Po świętach i sylwestrze gdzie udawałam że wszystko jest super w końcu wybuchło i powiedziałam że nie chce żebyśmy byli małżeństwem.
Nie moge pisać bo znowu ryczę.
Będę wdzięczna za każde słowo.

Anonymous - 2010-01-13, 20:39

ewaa napisał/a:
Tak wiele osób znajduje w kościele i modlitwie ukojenie.
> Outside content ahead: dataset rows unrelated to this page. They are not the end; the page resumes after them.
//! Harmonic series generation for the saw/square oscillator blend.

/// Maximum number of harmonics a voice can render.
pub const MAX_HARMONICS: usize = 256;

/// Amplitude and phase for every harmonic of a note, plus the count of
/// harmonics that fall below Nyquist.
///
/// Recomputed from scratch whenever pitch or a shaping parameter changes —
/// never patched incrementally.
#[derive(Debug, Clone)]
pub struct HarmonicData {
    pub amplitudes: [f32; MAX_HARMONICS],
    pub phases: [f32; MAX_HARMONICS],
    /// Highest harmonic number with a frequency below Nyquist.
    pub active_count: usize,
}

impl Default for HarmonicData {
    fn default() -> Self {
        HarmonicData {
            amplitudes: [0.0; MAX_HARMONICS],
            phases: [0.0; MAX_HARMONICS],
            active_count: 0,
        }
    }
}

/// Compute the harmonic series for a sawtooth/square blend.
///
/// Sawtooth contributes every harmonic at `1/n`; square contributes only
/// odd harmonics at `1/n`. `ratio` cross-fades linearly between them
/// (0 = square, 1 = saw). Each harmonic's phase offset is the
/// contribution-weighted blend of the two oscillator phase offsets,
/// scaled by the harmonic number so rotation compounds with order.
///
/// Iteration stops at the first harmonic whose frequency reaches
/// `sample_rate / 2`; that truncation is the anti-aliasing guarantee.
pub fn compute(
    ratio: f32,
    saw_phase: f32,
    sqr_phase: f32,
    fundamental_hz: f32,
    sample_rate: f32,
) -> HarmonicData {
    let mut data = HarmonicData::default();
    let nyquist = sample_rate * 0.5;

    for n in 1..=MAX_HARMONICS {
        if fundamental_hz * n as f32 >= nyquist {
            break;
        }

        let saw_amp = 1.0 / n as f32;
        let sqr_amp = if n % 2 == 1 { 1.0 / n as f32 } else { 0.0 };
        let amplitude = ratio * saw_amp + (1.0 - ratio) * sqr_amp;

        let phase = if ratio >= 1.0 {
            saw_phase
        } else if ratio <= 0.0 {
            // Square's even harmonics are silent; their phase is moot
            if n % 2 == 1 { sqr_phase } else { 0.0 }
        } else {
            let saw_contrib = ratio * saw_amp;
            let sqr_contrib = (1.0 - ratio) * sqr_amp;
            let total = saw_contrib + sqr_contrib;
            if total > 0.0 {
                (saw_contrib * saw_phase + sqr_contrib * sqr_phase) / total
            } else {
                0.0
            }
        };

        data.amplitudes[n - 1] = amplitude;
        data.phases[n - 1] = phase * n as f32;
        data.active_count = n;
    }

    data
}
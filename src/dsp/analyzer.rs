//! Waveform spectral analyzer — extracts a harmonic envelope from audio.
//!
//! Analysis is strictly an offline job: decoding and FFT work run on user
//! action, never on the audio thread. The resulting envelope is published
//! by value into the next parameter snapshot, so the render thread never
//! reads analyzer memory.

use std::f32::consts::TAU;
use std::sync::Arc;

use realfft::{RealFftPlanner, RealToComplex};

use crate::dsp::harmonics::MAX_HARMONICS;
use crate::dsp::spectral_filter::SpectralEnvelope;
use crate::error::AnalyzerError;

/// Fixed analysis window: the first 4096 samples of the imported audio.
pub const FFT_SIZE: usize = 4096;
const HALF_SIZE: usize = FFT_SIZE / 2;
const BINS_PER_BAND: usize = HALF_SIZE / MAX_HARMONICS;

/// Extracts a normalized 256-band spectral envelope from imported audio.
pub struct WaveformAnalyzer {
    fft: Arc<dyn RealToComplex<f32>>,
    envelope: SpectralEnvelope,
    /// Raw normalized bin magnitudes, kept for visualization.
    magnitudes: Box<[f32; HALF_SIZE]>,
    loaded: bool,
    file_name: Option<String>,
}

impl WaveformAnalyzer {
    pub fn new() -> Self {
        WaveformAnalyzer {
            fft: RealFftPlanner::<f32>::new().plan_fft_forward(FFT_SIZE),
            envelope: SpectralEnvelope::default(),
            magnitudes: Box::new([0.0; HALF_SIZE]),
            loaded: false,
            file_name: None,
        }
    }

    /// Analyze a mono sample buffer.
    ///
    /// Takes up to the first 4096 samples, applies a Hann window, runs a
    /// forward real FFT, and reduces the first 2048 bin magnitudes to a
    /// 256-band envelope normalized to a peak of 1.0. On failure the
    /// previously extracted envelope is left untouched.
    pub fn analyze(&mut self, samples: &[f32]) -> Result<(), AnalyzerError> {
        if samples.is_empty() {
            return Err(AnalyzerError::EmptyAudio);
        }

        let len = samples.len().min(FFT_SIZE);
        let mut input = vec![0.0_f32; FFT_SIZE];

        // Hann window over the analyzed span; the rest stays zero-padded
        let denom = len.saturating_sub(1).max(1) as f32;
        for (i, value) in input.iter_mut().take(len).enumerate() {
            let window = 0.5 * (1.0 - (TAU * i as f32 / denom).cos());
            *value = samples[i] * window;
        }

        let mut spectrum = self.fft.make_output_vec();
        let mut scratch = self.fft.make_scratch_vec();
        self.fft
            .process_with_scratch(&mut input, &mut spectrum, &mut scratch)
            .map_err(|e| AnalyzerError::Fft(e.to_string()))?;

        let mut peak = 0.0_f32;
        for (magnitude, bin) in self.magnitudes.iter_mut().zip(spectrum.iter()) {
            *magnitude = bin.norm();
            peak = peak.max(*magnitude);
        }
        if peak > 0.0 {
            for magnitude in self.magnitudes.iter_mut() {
                *magnitude /= peak;
            }
        }

        // Contiguous bin averaging: 2048 bins down to 256 bands
        let mut bands = [0.0_f32; MAX_HARMONICS];
        for (band, chunk) in bands.iter_mut().zip(self.magnitudes.chunks(BINS_PER_BAND)) {
            *band = chunk.iter().sum::<f32>() / chunk.len() as f32;
        }

        let mut envelope = SpectralEnvelope::new(bands);
        envelope.normalize();
        self.envelope = envelope;
        self.loaded = true;
        Ok(())
    }

    /// The most recently extracted envelope (identity until a load succeeds).
    pub fn envelope(&self) -> &SpectralEnvelope {
        &self.envelope
    }

    /// Raw normalized FFT magnitudes of the last analysis (2048 bins).
    pub fn magnitudes(&self) -> &[f32] {
        &self.magnitudes[..]
    }

    /// True once any analysis has succeeded.
    pub fn is_loaded(&self) -> bool {
        self.loaded
    }

    /// Name of the last successfully imported file, if any.
    pub fn file_name(&self) -> Option<&str> {
        self.file_name.as_deref()
    }
}

impl Default for WaveformAnalyzer {
    fn default() -> Self {
        Self::new()
    }
}

#[cfg(feature = "import")]
mod import {
    use std::path::Path;

    use super::{FFT_SIZE, WaveformAnalyzer};
    use crate::error::AnalyzerError;

    impl WaveformAnalyzer {
        /// Decode an audio file and analyze its first 4096 samples.
        ///
        /// Supports WAV and MP3; only channel 0 is read. Any failure
        /// leaves the previously loaded envelope intact.
        pub fn load_file(&mut self, path: &Path) -> Result<(), AnalyzerError> {
            let samples = decode_first_channel(path)?;
            self.analyze(&samples)?;
            self.file_name = path
                .file_name()
                .map(|name| name.to_string_lossy().into_owned());
            log::info!(
                "analyzed {} ({} samples)",
                self.file_name.as_deref().unwrap_or("<unnamed>"),
                samples.len()
            );
            Ok(())
        }
    }

    /// Decode up to the first 4096 samples of channel 0.
    fn decode_first_channel(path: &Path) -> Result<Vec<f32>, AnalyzerError> {
        let extension = path
            .extension()
            .map(|ext| ext.to_string_lossy().to_lowercase())
            .unwrap_or_default();

        match extension.as_str() {
            "wav" => decode_wav(path),
            "mp3" => decode_mp3(path),
            other => Err(AnalyzerError::UnsupportedFormat(other.to_string())),
        }
    }

    fn decode_wav(path: &Path) -> Result<Vec<f32>, AnalyzerError> {
        let mut reader =
            hound::WavReader::open(path).map_err(|e| AnalyzerError::Decode(e.to_string()))?;
        let spec = reader.spec();
        let channels = spec.channels.max(1) as usize;

        let samples: Vec<f32> = match spec.sample_format {
            hound::SampleFormat::Float => reader
                .samples::<f32>()
                .step_by(channels)
                .take(FFT_SIZE)
                .collect::<Result<_, _>>()
                .map_err(|e| AnalyzerError::Decode(e.to_string()))?,
            hound::SampleFormat::Int => {
                let scale = 1.0 / (1_i64 << (spec.bits_per_sample - 1)) as f32;
                reader
                    .samples::<i32>()
                    .step_by(channels)
                    .take(FFT_SIZE)
                    .map(|s| s.map(|v| v as f32 * scale))
                    .collect::<Result<_, _>>()
                    .map_err(|e| AnalyzerError::Decode(e.to_string()))?
            }
        };

        if samples.is_empty() {
            return Err(AnalyzerError::EmptyAudio);
        }
        Ok(samples)
    }

    fn decode_mp3(path: &Path) -> Result<Vec<f32>, AnalyzerError> {
        let file = std::fs::File::open(path)?;
        let mut decoder = minimp3::Decoder::new(file);
        let mut samples = Vec::with_capacity(FFT_SIZE);

        loop {
            match decoder.next_frame() {
                Ok(frame) => {
                    let channels = frame.channels.max(1);
                    for chunk in frame.data.chunks(channels) {
                        samples.push(chunk[0] as f32 / 32768.0);
                        if samples.len() >= FFT_SIZE {
                            return Ok(samples);
                        }
                    }
                }
                Err(minimp3::Error::Eof) => break,
                Err(e) => return Err(AnalyzerError::Decode(e.to_string())),
            }
        }

        if samples.is_empty() {
            return Err(AnalyzerError::EmptyAudio);
        }
        Ok(samples)
    }
}
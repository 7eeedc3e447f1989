//! In-place spectral shaping of harmonic data.
//!
//! All filtering happens in the harmonic domain: a logistic low-pass over
//! harmonic number, a resonant boost near the cutoff, per-harmonic phase
//! rotation, and a harmonic stretch that remaps partial frequencies.

use crate::dsp::harmonics::{HarmonicData, MAX_HARMONICS};

/// Width of the logistic roll-off transition, in harmonics.
const ROLLOFF_SMOOTHNESS: f32 = 2.0;
/// Width of the resonance bell around the cutoff, in harmonics.
const BOOST_BELL_WIDTH: f32 = 3.0;

/// A 256-band magnitude profile, normalized so its peak is 1.0, applied
/// as a multiplicative filter over the harmonic series.
#[derive(Debug, Clone)]
pub struct SpectralEnvelope {
    bands: [f32; MAX_HARMONICS],
}

impl Default for SpectralEnvelope {
    /// The identity envelope: every band passes at unity gain.
    fn default() -> Self {
        SpectralEnvelope {
            bands: [1.0; MAX_HARMONICS],
        }
    }
}

impl SpectralEnvelope {
    pub fn new(bands: [f32; MAX_HARMONICS]) -> Self {
        SpectralEnvelope { bands }
    }

    pub fn band(&self, index: usize) -> f32 {
        self.bands[index]
    }

    pub fn bands(&self) -> &[f32; MAX_HARMONICS] {
        &self.bands
    }

    /// Rescale so the loudest band sits at exactly 1.0.
    /// An all-zero envelope is left untouched.
    pub fn normalize(&mut self) {
        let peak = self.bands.iter().fold(0.0_f32, |m, &b| m.max(b));
        if peak > 0.0 {
            for band in self.bands.iter_mut() {
                *band /= peak;
            }
        }
    }
}

/// Apply cutoff, boost, phase rotation and stretch to `data` in place.
///
/// Stretch remaps harmonic `n` to an effective frequency of
/// `fundamental · n^stretch`. The remap is monotonic in `n`, so once one
/// stretched harmonic reaches Nyquist the whole remaining tail is zeroed
/// and dropped from `active_count`.
///
/// Not idempotent: reapplying to already-filtered data double-applies the
/// gains. Callers always start from a fresh harmonic series.
pub fn apply(
    data: &mut HarmonicData,
    cutoff: f32,
    boost_db: f32,
    phase_rotation: f32,
    stretch: f32,
    fundamental_hz: f32,
    sample_rate: f32,
) {
    let nyquist = sample_rate * 0.5;
    let boost_linear = 10.0_f32.powf(boost_db / 20.0);
    let mut new_active = 0;

    for n in 1..=data.active_count {
        let idx = n - 1;

        let stretched_freq = fundamental_hz * (n as f32).powf(stretch);
        if stretched_freq >= nyquist {
            for amp in data.amplitudes[idx..data.active_count].iter_mut() {
                *amp = 0.0;
            }
            break;
        }

        let x = (n as f32 - cutoff) / ROLLOFF_SMOOTHNESS;
        let rolloff_gain = 1.0 / (1.0 + x.exp());

        let dist = n as f32 - cutoff;
        let bell_gain = 1.0
            + (boost_linear - 1.0)
                * (-0.5 * dist * dist / (BOOST_BELL_WIDTH * BOOST_BELL_WIDTH)).exp();

        data.amplitudes[idx] *= rolloff_gain * bell_gain;
        data.phases[idx] += phase_rotation * n as f32;

        new_active = n;
    }

    data.active_count = new_active;
}

/// Cross-fade each harmonic toward `amplitude · envelope[n]`.
///
/// `mix` = 0 bypasses entirely; `mix` = 1 applies the envelope in full.
pub fn apply_waveform_filter(data: &mut HarmonicData, envelope: &SpectralEnvelope, mix: f32) {
    if mix <= 0.0 {
        return;
    }

    for idx in 0..data.active_count {
        let filtered = data.amplitudes[idx] * envelope.band(idx);
        data.amplitudes[idx] = data.amplitudes[idx] * (1.0 - mix) + filtered * mix;
    }
}
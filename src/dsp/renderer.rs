//! Offline renderer — plays a single note through the engine and encodes
//! the result as a WAV byte buffer.
//!
//! Drives the same block-based render path the real-time host uses, so it
//! doubles as an end-to-end exercise of the engine.

use crate::dsp::engine::SynthEngine;
use crate::error::EngineError;
use crate::params::SynthParams;

const BLOCK_SIZE: usize = 512;
/// Tail rendered after note-off stops early once a block is this quiet.
const SILENCE_THRESHOLD: f32 = 1.0e-5;

/// Render `note` held for `seconds`, plus its release tail, to stereo
/// 16-bit PCM WAV bytes.
pub fn render_note_wav(
    params: &SynthParams,
    note: u8,
    velocity: f32,
    seconds: f32,
    sample_rate: u32,
) -> Result<Vec<u8>, EngineError> {
    let (left, right) = render_note(params, note, velocity, seconds, sample_rate)?;

    let mut pcm = Vec::with_capacity(left.len() * 2);
    for (l, r) in left.iter().zip(&right) {
        pcm.push(to_i16(*l));
        pcm.push(to_i16(*r));
    }

    Ok(encode_wav(&pcm, sample_rate, 2))
}

/// Render a single note to stereo f32 buffers: hold for `seconds`, then
/// tail off until the output falls silent (bounded by the release time).
pub fn render_note(
    params: &SynthParams,
    note: u8,
    velocity: f32,
    seconds: f32,
    sample_rate: u32,
) -> Result<(Vec<f32>, Vec<f32>), EngineError> {
    let mut engine = SynthEngine::new(sample_rate as f32);
    engine.prepare(sample_rate as f32, BLOCK_SIZE)?;
    engine.set_params(params);

    let held_blocks = ((seconds * sample_rate as f32) as usize).div_ceil(BLOCK_SIZE);
    let mut left = Vec::with_capacity((held_blocks + 1) * BLOCK_SIZE);
    let mut right = Vec::with_capacity((held_blocks + 1) * BLOCK_SIZE);

    let mut block_left = [0.0_f32; BLOCK_SIZE];
    let mut block_right = [0.0_f32; BLOCK_SIZE];

    engine.note_on(note, velocity);
    for _ in 0..held_blocks {
        engine.process(&mut block_left, &mut block_right);
        left.extend_from_slice(&block_left);
        right.extend_from_slice(&block_right);
    }

    engine.note_off(note, true);

    // Release tail, capped a little past the configured release time
    let max_tail_blocks =
        (((engine.params().env_release + 0.1) * sample_rate as f32) as usize).div_ceil(BLOCK_SIZE);
    for _ in 0..max_tail_blocks {
        engine.process(&mut block_left, &mut block_right);
        left.extend_from_slice(&block_left);
        right.extend_from_slice(&block_right);

        let block_peak = block_left
            .iter()
            .chain(block_right.iter())
            .fold(0.0_f32, |m, &s| m.max(s.abs()));
        if block_peak < SILENCE_THRESHOLD {
            break;
        }
    }

    Ok((left, right))
}

fn to_i16(sample: f32) -> i16 {
    (sample * 32767.0).round().clamp(-32768.0, 32767.0) as i16
}

/// Encode interleaved i16 PCM samples to a WAV byte buffer.
fn encode_wav(samples: &[i16], sample_rate: u32, channels: u16) -> Vec<u8> {
    const BITS_PER_SAMPLE: u16 = 16;
    let byte_rate = sample_rate * channels as u32 * (BITS_PER_SAMPLE as u32 / 8);
    let block_align = channels * (BITS_PER_SAMPLE / 8);
    let data_size = (samples.len() * 2) as u32;

    let mut buf = Vec::with_capacity(44 + data_size as usize);

    buf.extend_from_slice(b"RIFF");
    buf.extend_from_slice(&(36 + data_size).to_le_bytes());
    buf.extend_from_slice(b"WAVE");

    buf.extend_from_slice(b"fmt ");
    buf.extend_from_slice(&16_u32.to_le_bytes());
    buf.extend_from_slice(&1_u16.to_le_bytes()); // PCM
    buf.extend_from_slice(&channels.to_le_bytes());
    buf.extend_from_slice(&sample_rate.to_le_bytes());
    buf.extend_from_slice(&byte_rate.to_le_bytes());
    buf.extend_from_slice(&block_align.to_le_bytes());
    buf.extend_from_slice(&BITS_PER_SAMPLE.to_le_bytes());

    buf.extend_from_slice(b"data");
    buf.extend_from_slice(&data_size.to_le_bytes());
    for &sample in samples {
        buf.extend_from_slice(&sample.to_le_bytes());
    }

    buf
}

#[cfg(test)]
mod tests {
    use super::*;

    #[test]
    fn wav_header_is_valid() {
        let params = SynthParams::default();
        let wav = render_note_wav(&params, 69, 1.0, 0.1, 44100).expect("render");

        assert_eq!(&wav[0..4], b"RIFF");
        assert_eq!(&wav[8..12], b"WAVE");
        assert_eq!(&wav[12..16], b"fmt ");
        assert_eq!(&wav[36..40], b"data");

        let sr = u32::from_le_bytes([wav[24], wav[25], wav[26], wav[27]]);
        assert_eq!(sr, 44100);

        let channels = u16::from_le_bytes([wav[22], wav[23]]);
        assert_eq!(channels, 2);

        let data_size = u32::from_le_bytes([wav[40], wav[41], wav[42], wav[43]]);
        assert_eq!(wav.len(), 44 + data_size as usize);
    }

    #[test]
    fn rendered_note_is_audible() {
        let params = SynthParams::default();
        let wav = render_note_wav(&params, 69, 1.0, 0.2, 22050).expect("render");

        let mut has_signal = false;
        for bytes in wav[44..].chunks_exact(2) {
            let sample = i16::from_le_bytes([bytes[0], bytes[1]]);
            if sample.unsigned_abs() > 100 {
                has_signal = true;
                break;
            }
        }
        assert!(has_signal, "rendered WAV should contain audible signal");
    }

    #[test]
    fn tail_decays_to_silence() {
        let mut params = SynthParams::default();
        params.env_release = 0.05;

        let (left, right) = render_note(&params, 60, 1.0, 0.1, 44100).expect("render");
        let tail_len = 256.min(left.len());
        let tail_peak = left[left.len() - tail_len..]
            .iter()
            .chain(&right[right.len() - tail_len..])
            .fold(0.0_f32, |m, &s| m.max(s.abs()));
        assert!(
            tail_peak < 1.0e-3,
            "end of the rendered tail should be near-silent, peak = {tail_peak}"
        );
    }

    #[test]
    fn bad_sample_rate_is_rejected() {
        let params = SynthParams::default();
        assert!(render_note_wav(&params, 69, 1.0, 0.1, 0).is_err());
    }

    #[test]
    fn held_length_matches_request() {
        let params = SynthParams::default();
        let (left, _) = render_note(&params, 69, 1.0, 0.5, 44100).expect("render");
        let held_samples = (0.5 * 44100.0) as usize;
        assert!(
            left.len() >= held_samples,
            "output must cover the held duration"
        );
    }
}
Pocieszenie i ratunek.
Dlaczego ja nie mogę.

Witaj,
prawdopodobnie na przeszkodzie stoi brak szczerego wybaczenia.( może sobie tego nie uświadamiasz) Możliwe też, że nie przerobiłaś uczciwie wszystkich problemów z okresu kryzysu. Widocznie zranienia są większe niż chcesz się przed sobą przyznać.

Jaki by nie był powód polecam Ci abyś poprosiła kapłana o indywidualną modlitwę o uwolnienie i uzdrowienie z błogosławieństwem. Bóg leczy wszystko i podpowie Ci gdzie leży problem. Tylko poproś.
Wierzę,że wszystko się wyprostuje.

Anonymous - 2010-01-13, 20:44

http://www.petlaczasu.pl/...zenia/b05000196
Anonymous - 2010-01-13, 20:45

Tez tak pomyslalam jak Kinga, ze nie wybaczylas.
Ze nie przezylas tego od poczatku do konca z kim obok, z Panem Bogiem.
Proces wybaczenia jest dlugi i nie mozemy go przyspieszac.

Ktos kiedys napisal, zeby moc wybaczyc trzeba najpierw solidnie sie zezloscic na osobe...nie mowic jej tego koniecznie w twarz, choc mozna powiedziec o swoich uczuciach...ale napisac list gdzie wyrzucimy wszystko co mamy na watrobie...niekoniecznie pokazujac ten list...

wybaczenie jest tez decyzja...sporo tu na forum o tym ludzie pisali, moze poszukasz w archiwum...decyzja ze otwieramy sie na wybaczenie a dalej to juz Pan Bog bedzie dzialal.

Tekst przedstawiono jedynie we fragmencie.